Trends in Fiction *updated*
Last weekend I hung out for a bit at the Writing for the Soul Conference. I had conversations with acquisitions editors at several different houses, and here are some things I heard about what’s going on in Christian fiction.
l Editors report seeing a lot of “dark” material lately, not just supernatural angel-and-demon stuff, but violence, murder, drugs, etc. Apparently it’s a trend among writers. However, while there will be a few books published with these themes, it’s not going to be a large percentage. Keep this in mind if you’re writing dark stuff. In general, the majority of purchasers of Christian fiction want to be entertained and encouraged; fewer are attracted to the dark and the scary.
l However, many publishers are looking at suspense. They just don’t want it to be too dark. (Don’t ask me what that means. Remember, everything in this business is subjective.)
l A couple of editors mentioned the proliferation of “issues” in fiction and sometimes it’s too much. For example, a story where a single character is dealing with drug addiction, anorexia, and a Down’s Syndrome child. Generally speaking, we don’t need so many different issues in one novel, especially not in one character.

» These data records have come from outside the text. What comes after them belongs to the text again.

//! Command runners for external process execution.

use std::io;
use std::process::{Command, Stdio};

use super::command::ExternalCommand;

/// Exit status of a finished child.
#[derive(Debug, Clone, Copy, PartialEq, Eq)]
pub struct CommandStatus {
    /// Exit code, or None if the child was killed by a signal.
    pub code: Option<i32>,
}

impl CommandStatus {
    pub fn success() -> Self {
        Self { code: Some(0) }
    }

    pub fn exited(code: i32) -> Self {
        Self { code: Some(code) }
    }

    pub fn is_success(&self) -> bool {
        self.code == Some(0)
    }
}

/// Runs external commands to completion.
///
/// Steps go through this trait so they can be exercised without the
/// real tools installed.
pub trait CommandRunner: Send + Sync {
    /// Run the command and wait for it to finish.
    ///
    /// Returns `Err` only if the process could not be started.
    fn run(&self, command: &ExternalCommand) -> io::Result<CommandStatus>;

    /// Whether commands are actually executed.
    fn executes(&self) -> bool {
        true
    }
}

/// Runs commands as child processes with inherited stdio.
#[derive(Debug, Clone, Copy, Default)]
pub struct SystemRunner;

impl SystemRunner {
    pub fn new() -> Self {
        Self
    }
}

impl CommandRunner for SystemRunner {
    fn run(&self, command: &ExternalCommand) -> io::Result<CommandStatus> {
        let mut cmd = Command::new(&command.program);
        cmd.args(&command.args)
            .stdin(Stdio::null())
            .stdout(Stdio::inherit())
            .stderr(Stdio::inherit());

        // Child-only overrides; the parent environment is left untouched.
        for (key, value) in &command.env {
            cmd.env(key, value);
        }

        tracing::debug!("Spawning {:?}", cmd);

        let status = cmd.status()?;

        tracing::debug!(
            "{} exited with {:?}",
            command.program.display(),
            status.code()
        );

        Ok(CommandStatus {
            code: status.code(),
        })
    }
}

/// Reports success without running anything.
#[derive(Debug, Clone, Copy, Default)]
pub struct DryRunRunner;

impl CommandRunner for DryRunRunner {
    fn run(&self, command: &ExternalCommand) -> io::Result<CommandStatus> {
        tracing::debug!("Dry run, not executing {}", command.program.display());
        Ok(CommandStatus::success())
    }

    fn executes(&self) -> bool {
        false
    }
}

#[cfg(test)]
mod tests {
    use super::*;
    use crate::tools::Tool;

    #[test]
    fn status_success() {
        assert!(CommandStatus::success().is_success());
        assert!(!CommandStatus::exited(2).is_success());
        assert!(!CommandStatus { code: None }.is_success());
    }

    #[test]
    fn dry_run_never_executes() {
        let cmd = ExternalCommand::new(Tool::Aws, "/definitely/not/a/real/aws");
        let status = DryRunRunner.run(&cmd).unwrap();
        assert!(status.is_success());
        assert!(!DryRunRunner.executes());
    }

    #[test]
    fn missing_program_is_spawn_error() {
        let cmd = ExternalCommand::new(Tool::GdalEdit, "/definitely/not/a/real/gdal_edit.py");
        assert!(SystemRunner::new().run(&cmd).is_err());
    }

    #[cfg(unix)]
    #[test]
    fn propagates_exit_code_and_child_env() {
        let ok = ExternalCommand::new(Tool::Gdal2Tiles, "sh")
            .env("TILEMAKER_TEST_FLAG", "YES")
            .args(["-c", "test \"$TILEMAKER_TEST_FLAG\" = YES"]);
        assert!(SystemRunner.run(&ok).unwrap().is_success());
        assert!(std::env::var_os("TILEMAKER_TEST_FLAG").is_none());

        let failing = ExternalCommand::new(Tool::Gdal2Tiles, "sh").args(["-c", "exit 3"]);
        assert_eq!(SystemRunner.run(&failing).unwrap(), CommandStatus::exited(3));
    }
}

l Not one editor I spoke with is actively looking for fantasy or sci-fi. Bad news for many of you, I realize. It’s not a big seller in the Christian marketplace. Watch for the winds of change…
l Publishing houses still want romance, both contemporary and historical. Not too schmaltzy and definitely not too steamy… but romance continues to sell.
l There continues to be a strong market for good historicals. While some publishers are experimenting with different time periods and locales, the most popular is still 19th century (particularly post-Civil War) Americana.
l The chick-lit genre (mom-lit, hen-lit, etc.) may have run its course. Established authors are still going strong, but new chick-lit writers aren’t doing as well. I don’t think everyone has really figured out what this means for “humorous” fiction.
l A couple of editors mentioned they’re considering novels in shorter lengths than the traditional 90-100k words. They’ll look at fiction as short as 70k. This could be the start of a new trend. We’ll see.
l Overall, I’d say Christian publishers want fiction that’s encouraging and hopeful and perhaps on the lighter side. (Light meaning not “dark.” And also, light meaning it doesn’t have to be deep and “literary.”) They’re all talking about wanting “core CBA fiction.” Does that mean there’s no place for novels that fall outside this description? Of course not. This is generally speaking, and it can help you understand why certain books are getting contracted and others aren’t.
As always with generalities… take it for what it’s worth! There will always be trends and rules… and there will always be huge successes that defy the trends, break the rules and surprise everyone. Take it into consideration but don’t consider it gospel.
So tell me, how does this stack up with what you’re hearing?